I would say your research and mine are in conflict becuase we are looking for different scenarios. You are looking at it as a problem with very tight and fine parameters that can be defeated with finess. I approach it as a problem with much wider parameters that is going to attack using brute force of a degree that would make the old Red Army look... subtle.

While what you are talking about is accurate for certain weapons that are designed to generate EMP as thier main action (although I do question the <30" and antenna and fuel injector survival), a phenomena (man made or natural) that produces an EMP as a side effect frequently is creating a spike of noise on all frequencies. So I don't worry about a given frequency, or it's harmonics, I hit stuff close to what you are set up to filter and try to spike it that way. And yes, most phenomena have a range of frequencies they like, but if you are only worried about one risk factor you end up being unprotected against others. (And I know about that- I've killed components that way on the bench in a couple of signals classes.)

These phenomena are also much more powerful those created by a dedicated EMP generator. EMP generating weapons are designed to reduce the effective range, so as not to endanger your own forces and to minimize collateral damage. But if I want to wipe out everything in a country, the most cost effective way is a high altitude detonation of a multimegaton device. If I believe they are shielded for aspike of X amplitude based on their public reports of being sheilded for .5X, I choose a yield that will give me 1.5X amplitude. And it will be a lot less expensive than clean EMP generator. Nukes are cheap, the alternatives obnoxiously expensive in comparison.

If I pump enough power into a circuit fast enough, it is dead. If I can spike it faster than the protective components can burn out or throw, or just hit it with enough current to get the pulse to arc through those gaps, then the circuit is gone. And heck, even if it doesn't die, if the surge heats with wiring to the point that solder joins fail or insulation melts and things short out, the circuit has failed.

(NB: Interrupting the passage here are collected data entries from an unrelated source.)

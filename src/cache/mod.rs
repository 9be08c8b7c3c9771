/// CSV-backed store for fetched time series
///
/// Layout: one file per (pool, window) key, `{pool}_{days}d.csv`, plus a
/// `{pool}_latest.csv` that is always overwritten with the newest successful
/// fetch and never evicted. Writes go through a temp file in the same
/// directory and an atomic rename, so a crash mid-write cannot leave a
/// half-written entry behind. An entry that fails to parse is logged and
/// treated as a miss, never as a fatal error.
///
/// Record format: header row, RFC 3339 timestamps, one `{token}_balance`
/// column per token observed anywhere in the series.
use crate::errors::{CacheError, CacheResult};
use crate::logger::{self, LogTag};
use crate::series::{Provenance, Snapshot, TimeSeries};
use chrono::{DateTime, Duration, Utc};
use std::collections::{BTreeMap, BTreeSet};
use std::path::{Path, PathBuf};

const LATEST_SUFFIX: &str = "_latest.csv";
const BALANCE_SUFFIX: &str = "_balance";

const FIXED_COLUMNS: [&str; 6] = [
    "timestamp",
    "virtual_price",
    "tvl",
    "volume_24h",
    "apy",
    "provenance",
];

/// Metadata for one on-disk entry, used by eviction and reporting
#[derive(Debug, Clone)]
pub struct CacheEntryInfo {
    pub file_name: String,
    pub modified: DateTime<Utc>,
    pub is_latest: bool,
}

impl CacheEntryInfo {
    pub fn age(&self) -> Duration {
        Utc::now() - self.modified
    }
}

pub struct CacheStore {
    dir: PathBuf,
}

impl CacheStore {
    pub fn new(dir: impl Into<PathBuf>) -> CacheResult<Self> {
        let dir = dir.into();
        std::fs::create_dir_all(&dir)?;
        Ok(Self { dir })
    }

    pub fn dir(&self) -> &Path {
        &self.dir
    }

    fn entry_path(&self, pool_id: &str, days: u32) -> PathBuf {
        self.dir.join(format!("{}_{}d.csv", pool_id, days))
    }

    fn latest_path(&self, pool_id: &str) -> PathBuf {
        self.dir.join(format!("{}{}", pool_id, LATEST_SUFFIX))
    }

    /// Look up the entry for exactly this (pool, window) key.
    ///
    /// Unreadable entries degrade to a miss so one corrupt file cannot take
    /// the pipeline down; the caller will refetch and overwrite it.
    pub fn get(&self, pool_id: &str, days: u32) -> Option<TimeSeries> {
        let path = self.entry_path(pool_id, days);
        if !path.exists() {
            return None;
        }

        match self.read_series(pool_id, &path) {
            Ok(series) => {
                logger::debug(
                    LogTag::Cache,
                    &format!("hit for {} ({}d): {} rows", pool_id, days, series.len()),
                );
                Some(series)
            }
            Err(err) => {
                logger::warning(
                    LogTag::Cache,
                    &format!(
                        "treating unreadable entry {} as a miss: {}",
                        path.display(),
                        err
                    ),
                );
                None
            }
        }
    }

    /// Persist a series under the (pool, window) key and refresh the
    /// pool's latest file
    pub fn put(&self, series: &TimeSeries, days: u32) -> CacheResult<()> {
        self.write_atomic(&self.entry_path(&series.pool_id, days), series)?;
        self.write_atomic(&self.latest_path(&series.pool_id), series)?;
        logger::debug(
            LogTag::Cache,
            &format!(
                "stored {} rows for {} ({}d)",
                series.len(),
                series.pool_id,
                days
            ),
        );
        Ok(())
    }

    /// Newest successful fetch for the pool, whatever window produced it
    pub fn latest(&self, pool_id: &str) -> Option<TimeSeries> {
        let path = self.latest_path(pool_id);
        if !path.exists() {
            return None;
        }
        self.read_series(pool_id, &path).ok()
    }

    /// Remove entries whose last-modified time exceeds the retention period.
    /// Latest files are always kept. Returns the number of files removed.
    pub fn evict(&self, older_than: Duration) -> CacheResult<usize> {
        let cutoff = older_than.to_std().unwrap_or_default();
        let mut removed = 0;

        for entry in std::fs::read_dir(&self.dir)? {
            let entry = entry?;
            let name = entry.file_name().to_string_lossy().to_string();
            if !name.ends_with(".csv") || name.ends_with(LATEST_SUFFIX) {
                continue;
            }

            let modified = entry.metadata()?.modified()?;
            let age = std::time::SystemTime::now()
                .duration_since(modified)
                .unwrap_or_default();
            if age > cutoff {
                std::fs::remove_file(entry.path())?;
                removed += 1;
            }
        }

        if removed > 0 {
            logger::info(LogTag::Cache, &format!("evicted {} stale entries", removed));
        }
        Ok(removed)
    }

    /// Enumerate on-disk entries with their modification times
    pub fn entries(&self) -> CacheResult<Vec<CacheEntryInfo>> {
        let mut infos = Vec::new();
        for entry in std::fs::read_dir(&self.dir)? {
            let entry = entry?;
            let file_name = entry.file_name().to_string_lossy().to_string();
            if !file_name.ends_with(".csv") {
                continue;
            }
            let modified: DateTime<Utc> = entry.metadata()?.modified()?.into();
            infos.push(CacheEntryInfo {
                is_latest: file_name.ends_with(LATEST_SUFFIX),
                file_name,
                modified,
            });
        }
        infos.sort_by(|a, b| a.file_name.cmp(&b.file_name));
        Ok(infos)
    }

    fn write_atomic(&self, path: &Path, series: &TimeSeries) -> CacheResult<()> {
        let tmp = tempfile::NamedTempFile::new_in(&self.dir)?;

        {
            let mut writer = csv::Writer::from_writer(tmp.as_file());

            // Union of tokens across the whole series; sources differ in
            // which balances they report
            let tokens: BTreeSet<&str> = series
                .snapshots
                .iter()
                .flat_map(|s| s.balances.keys().map(String::as_str))
                .collect();

            let mut header: Vec<String> =
                FIXED_COLUMNS.iter().map(|c| c.to_string()).collect();
            header.extend(tokens.iter().map(|t| format!("{}{}", t, BALANCE_SUFFIX)));
            writer.write_record(&header)?;

            for snapshot in &series.snapshots {
                let mut record = vec![
                    snapshot.timestamp.to_rfc3339(),
                    snapshot.virtual_price.to_string(),
                    snapshot.tvl.to_string(),
                    snapshot.volume_24h.to_string(),
                    snapshot.apy.to_string(),
                    snapshot.provenance.as_str().to_string(),
                ];
                for token in &tokens {
                    record.push(
                        snapshot
                            .balances
                            .get(*token)
                            .map(|b| b.to_string())
                            .unwrap_or_default(),
                    );
                }
                writer.write_record(&record)?;
            }

            writer.flush()?;
        }

        tmp.persist(path).map_err(|e| CacheError::Io(e.error))?;
        Ok(())
    }

    fn read_series(&self, pool_id: &str, path: &Path) -> CacheResult<TimeSeries> {
        let corrupt = |detail: String| CacheError::Corrupt {
            path: path.display().to_string(),
            detail,
        };

        let mut reader = csv::Reader::from_path(path)?;
        let header = reader.headers()?.clone();

        for (i, expected) in FIXED_COLUMNS.iter().enumerate() {
            if header.get(i) != Some(*expected) {
                return Err(corrupt(format!(
                    "expected column {} at position {}",
                    expected, i
                )));
            }
        }

        let token_columns: Vec<(usize, String)> = header
            .iter()
            .enumerate()
            .skip(FIXED_COLUMNS.len())
            .filter_map(|(i, name)| {
                name.strip_suffix(BALANCE_SUFFIX)
                    .map(|token| (i, token.to_string()))
            })
            .collect();

        let mut snapshots = Vec::new();
        for record in reader.records() {
            let record = record?;

            let field = |i: usize| record.get(i).unwrap_or_default();
            let parse_f64 = |i: usize| {
                field(i)
                    .parse::<f64>()
                    .map_err(|e| corrupt(format!("column {}: {}", i, e)))
            };

            let timestamp = DateTime::parse_from_rfc3339(field(0))
                .map_err(|e| corrupt(format!("timestamp: {}", e)))?
                .with_timezone(&Utc);
            let provenance = Provenance::parse(field(5))
                .ok_or_else(|| corrupt(format!("unknown provenance {:?}", field(5))))?;

            let mut balances = BTreeMap::new();
            for (i, token) in &token_columns {
                let raw = field(*i);
                if raw.is_empty() {
                    continue;
                }
                balances.insert(
                    token.clone(),
                    raw.parse::<f64>()
                        .map_err(|e| corrupt(format!("balance {}: {}", token, e)))?,
                );
            }

            snapshots.push(Snapshot {
                timestamp,
                virtual_price: parse_f64(1)?,
                tvl: parse_f64(2)?,
                volume_24h: parse_f64(3)?,
                apy: parse_f64(4)?,
                balances,
                provenance,
            });
        }

        Ok(TimeSeries::from_snapshots(pool_id, snapshots))
    }
}
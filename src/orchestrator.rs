/// "Comprehensive" fallback strategy
///
/// Tries every enabled source adapter in fixed priority order, accumulates
/// whatever each one returns, and fills with synthetic data when the merged
/// result is below the density floor. Adapter failures are absorbed here and
/// reported as [`SourceFailure`] records; callers always get a valid (possibly
/// empty) series back.
use crate::apis::SourceAdapter;
use crate::cache::CacheStore;
use crate::catalog::PoolDescriptor;
use crate::config::CollectorConfig;
use crate::errors::{AdapterError, SourceFailure};
use crate::logger::{self, LogTag};
use crate::series::{Snapshot, TimeSeries};
use crate::synthetic::SyntheticGenerator;
use std::sync::Arc;
use tokio::time::Instant;

/// Result of one fallback pass for a single pool
#[derive(Debug)]
pub struct FetchOutcome {
    pub series: TimeSeries,
    /// Per-source failure reasons, in the order sources were tried
    pub failures: Vec<SourceFailure>,
    pub synthetic_used: bool,
}

impl FetchOutcome {
    /// Operators use this to tell a real outage from a synthetic fill
    pub fn failure_summary(&self) -> String {
        self.failures
            .iter()
            .map(|f| f.to_string())
            .collect::<Vec<_>>()
            .join("; ")
    }
}

pub struct FallbackOrchestrator {
    adapters: Vec<Arc<dyn SourceAdapter>>,
    synthetic: SyntheticGenerator,
    cache: Arc<CacheStore>,
    config: CollectorConfig,
}

impl FallbackOrchestrator {
    pub fn new(
        adapters: Vec<Arc<dyn SourceAdapter>>,
        synthetic: SyntheticGenerator,
        cache: Arc<CacheStore>,
        config: CollectorConfig,
    ) -> Self {
        Self {
            adapters,
            synthetic,
            cache,
            config,
        }
    }

    pub async fn get_time_series(&self, pool: &PoolDescriptor, days: u32) -> FetchOutcome {
        self.get_time_series_until(pool, days, None).await
    }

    /// Fallback pass with an optional deadline. A deadline that expires
    /// mid-pass abandons the remaining sources (and the synthetic fill) but
    /// never discards snapshots already accumulated.
    pub async fn get_time_series_until(
        &self,
        pool: &PoolDescriptor,
        days: u32,
        deadline: Option<Instant>,
    ) -> FetchOutcome {
        let mut tagged: Vec<(usize, Snapshot)> = Vec::new();
        let mut failures: Vec<SourceFailure> = Vec::new();

        for (rank, adapter) in self.adapters.iter().enumerate() {
            if expired(deadline) {
                failures.push(SourceFailure::new(
                    adapter.name(),
                    AdapterError::DeadlineExceeded,
                ));
                continue;
            }
            if !adapter.is_enabled() {
                failures.push(SourceFailure::new(adapter.name(), AdapterError::Disabled));
                continue;
            }

            match adapter.fetch(pool, days).await {
                Ok(series) if !series.is_empty() => {
                    logger::info(
                        LogTag::Orchestrator,
                        &format!(
                            "{}: {} snapshots for {} ({}d)",
                            adapter.name(),
                            series.len(),
                            pool.id,
                            days
                        ),
                    );
                    tagged.extend(series.snapshots.into_iter().map(|s| (rank, s)));
                }
                Ok(_) => {
                    failures.push(SourceFailure::new(
                        adapter.name(),
                        AdapterError::NotFound(pool.id.clone()),
                    ));
                }
                Err(error) => {
                    logger::warning(
                        LogTag::Orchestrator,
                        &format!("{} failed for {}: {}", adapter.name(), pool.id, error),
                    );
                    failures.push(SourceFailure::new(adapter.name(), error));
                }
            }
        }

        let min_required = self.config.min_required(days);
        let mut synthetic_used = false;

        if tagged.len() < min_required && self.config.sources.synthetic && !expired(deadline) {
            logger::info(
                LogTag::Orchestrator,
                &format!(
                    "{} real snapshots for {} below floor {}, generating synthetic fill",
                    tagged.len(),
                    pool.id,
                    min_required
                ),
            );

            // Newest accumulated real snapshot serves as the perturbation
            // reference; with nothing accumulated we fabricate from the
            // category baseline.
            let reference = tagged
                .iter()
                .map(|(_, s)| s)
                .max_by_key(|s| s.timestamp)
                .cloned();
            let synthetic = self
                .synthetic
                .generate(pool, days, reference.as_ref());

            // Synthetic ranks after every adapter so real data wins ties
            let rank = self.adapters.len();
            tagged.extend(synthetic.snapshots.into_iter().map(|s| (rank, s)));
            synthetic_used = true;
        }

        let series = TimeSeries::merge(&pool.id, tagged);

        if series.is_empty() {
            logger::error(
                LogTag::Orchestrator,
                &format!(
                    "every strategy failed for {} ({}d): {}",
                    pool.id,
                    days,
                    failures
                        .iter()
                        .map(|f| f.to_string())
                        .collect::<Vec<_>>()
                        .join("; ")
                ),
            );
        } else if let Err(err) = self.cache.put(&series, days) {
            // Keep the fetched data even when persistence fails
            logger::warning(
                LogTag::Orchestrator,
                &format!("failed to cache {} ({}d): {}", pool.id, days, err),
            );
        }

        FetchOutcome {
            series,
            failures,
            synthetic_used,
        }
    }
}

fn expired(deadline: Option<Instant>) -> bool {
    deadline.is_some_and(|d| Instant::now() >= d)
}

Objective accomplished. I like the analogy of the bullet proof vests when talking about EMP- yes, it stops some bullets, but not all bullets, and unless I hit your trauma plate, I can stab you through one. If you pulse it right (say, tuned to the length of your average mouse cable or the distance between high tension towers if want to hit electrical and communications landlines), or just brute force it, the shielding is done.

And I'm not trying to be arguementative. I might be sounding cranky, but I don't mean it- it's been the week of morons at work *crosses eyes*- please tell me your customers have a better clue than mine do. My questions about the information stem from it being, as I said, a bit at odds with everything I've ever learned from people who were engineers for NASA and the DOD back when we didn't think that electronics were the wizards wand that will solve all our problems.

If I had to take a guess as to why the components you mentioned weren't effected, either (a) it wasn't reported (huh, the radio's dead, I'll buy a new one) because people don't add it up and (b) a long antenna picks up a lot more signal than a short one, so the pulse on something plugged into the grid is going to be worse.